Unhappy customers are everywhere. Sometimes, they can even be found on your own doorstep.
So when I heard from longtime reader William Edelstein, demanding that I remove his address from my newsletter distribution list, I wondered what I’d done to upset him.
In answering the question, I’ve discovered a truth about you, my valued readers. When you’re unhappy about something I’ve written on this site, you want to make sure I know about it. (Whether I want to or not.)
“I’ve been a reader of your newsletter forever, and I even had the pleasure of talking to you on the phone at one time,” Edelstein noted. “I am a very frequent traveler and have always found the information you supplied interesting and helpful.”
I could see where this was going. A few years ago, I broadened my focus to advocate non-travel cases. I no longer consider myself a travel blogger or a travel advocate. I simply refer to myself as a consumer advocate. That didn’t sit well with some readers.
“Recently, your column has become a bitch session for not only travel matters but anything else that the consumer is unhappy about,” he continued. “I am not interested in wading through all of the non-travel issues.”
Edelstein adds that, should I ever decide to start a blog dedicated “exclusively” to travel, he would sign up again.
In other words, change your advocacy — or I’m outta here.
I pondered his request. Was Edelstein really having difficulty finding the “unsubscribe” feature, prominently listed at the bottom of every newsletter?
I’ve seen emails like that before, and here’s what they usually look like. This is one from a reader named “Queenie” — no real name given — who wanted to get off my list:
Please remove me from ALL email/subscription lists related to your news letter.
I could not find a place to OPT OUT any where and I am getting to many emails.
Of course, I’m happy to help unsubscribe readers like Queenie. Based on the content of their emails, I think it’s possible that they actually can’t find the unsubscribe link. I don’t want to make what is probably an already difficult situation any harder.
But emails like Edelstein’s are different. Normally, by the time I check to see if they’re subscribed, I see that they’ve already figured out how to click on the link that removes their name from the newsletter subscription list.
So why are they writing me?
The unsubscribe requests by angry but otherwise intelligent readers create a dilemma for me. If I send an email back to someone like Edelstein, acknowledging his request and deleting his email address, then am I not giving him exactly what he wants: a personal acknowledgment that I know I’m engaged in advocacy he doesn’t approve of and journalism he finds distasteful?
And by saying, “No problem, Bill, I’ll take you off the list,” doesn’t that invite him to reply, and start an argument about the direction of my advocacy?

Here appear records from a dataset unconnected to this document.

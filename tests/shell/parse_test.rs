//! Shell line parsing.

use std::path::PathBuf;

use ideaforge::documents::DocumentKind;
use ideaforge::shell::{ShellCommand, ShellParseError};

fn parse(line: &str) -> Result<ShellCommand, ShellParseError> {
    line.parse()
}

#[test]
fn idea_keeps_the_rest_of_the_line() {
    assert_eq!(
        parse("idea   Mobile   dog grooming  "),
        Ok(ShellCommand::Idea("Mobile   dog grooming".to_owned()))
    );
}

#[test]
fn refine_splits_kind_from_request() {
    assert_eq!(
        parse("refine market-research Focus on Europe only"),
        Ok(ShellCommand::Refine {
            kind: DocumentKind::MarketResearch,
            request: "Focus on Europe only".to_owned(),
        })
    );
}

#[test]
fn edit_takes_kind_and_path() {
    assert_eq!(
        parse("edit roadmap notes/roadmap.txt"),
        Ok(ShellCommand::Edit {
            kind: DocumentKind::Roadmap,
            path: PathBuf::from("notes/roadmap.txt"),
        })
    );
}

#[test]
fn optional_kinds_and_aliases() {
    assert_eq!(parse("show"), Ok(ShellCommand::Show(None)));
    assert_eq!(
        parse("SHOW technical-prd"),
        Ok(ShellCommand::Show(Some(DocumentKind::TechnicalPrd)))
    );
    assert_eq!(parse("save"), Ok(ShellCommand::Download(None)));
    assert_eq!(parse("ls"), Ok(ShellCommand::List));
    assert_eq!(parse("exit"), Ok(ShellCommand::Quit));
    assert_eq!(parse("?"), Ok(ShellCommand::Help));
}

#[test]
fn missing_arguments_are_reported() {
    assert!(matches!(
        parse("refine proposal"),
        Err(ShellParseError::MissingArgument {
            command: "refine",
            ..
        })
    ));
    assert!(matches!(
        parse("idea"),
        Err(ShellParseError::MissingArgument { command: "idea", .. })
    ));
    assert!(matches!(
        parse("select"),
        Err(ShellParseError::MissingArgument {
            command: "select",
            ..
        })
    ));
}

#[test]
fn bad_input_is_rejected() {
    assert_eq!(parse("   "), Err(ShellParseError::Empty));
    assert_eq!(
        parse("frobnicate now"),
        Err(ShellParseError::Unknown("frobnicate".to_owned()))
    );
    assert!(matches!(
        parse("select sales-deck"),
        Err(ShellParseError::Kind(_))
    ));
}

On the other hand, if I do nothing, I’m also sending a message: that I don’t care what he thinks. And he knows that’s not true. Obviously, I wouldn’t be in this line of work if I didn’t care about people.
You see my problem? Damned if I do, damned if I don’t.
We get a fair amount of these bogus unsubscribe requests that try to lure me into an argument for which I don’t have the time:
“Remove me now!”
Whenever we mention politics or side too strongly with a consumer on the site, we get the laissez-faire free marketers and the industry apologists sending me the “remove me now!” messages. It’s clear that they know how to get off the list. They’re usually looking for some kind of confession from me, like “Yes, I hate free enterprise” or “Yes, I drive a Prius.” I can’t help them.
“I’m done reading this site!”
I just love those emails. They aren’t unsubscribes, per se, because they normally pop up on social media — specifically on Facebook. A few months ago, I received a message from a long-time reader, saying she was “done” with the site. The reason? I had helped a consumer whom she felt was not worthy. I wanted to be extra helpful, so I made sure she could keep her word. I disabled her ability to post future comments, an act also known as banning.
“I would support you, but only if …”
A slightly less toxic strain of the “unsubscribe” request is the friendly message from a reader that promises to support my advocacy, if only I would be fairer to the “other side” — in other words, if I’d recognize that elite frequent fliers have a right to those lie-flat seats and pricey hors d’oeuvres, and that the tourists sitting in the bleacher seats deserve to be there because you get what you pay for. I politely decline, because you don’t have to be a consumer advocate to know that everyone deserves to be treated with dignity, no matter how much you pay for your flight.
In the end, I decided not to do anything with Edelstein’s unsubscribe request, except write this post.
Bill, people bitch because they’re mad that they’re being mistreated, which is something you might not notice from your first-class seat. Although I’m here for everyone, I’m not going to turn a deaf ear to the good people in the back of the plane in order to make the ones in the front feel better about themselves. And I’m not going to ignore the help requests from non-travelers.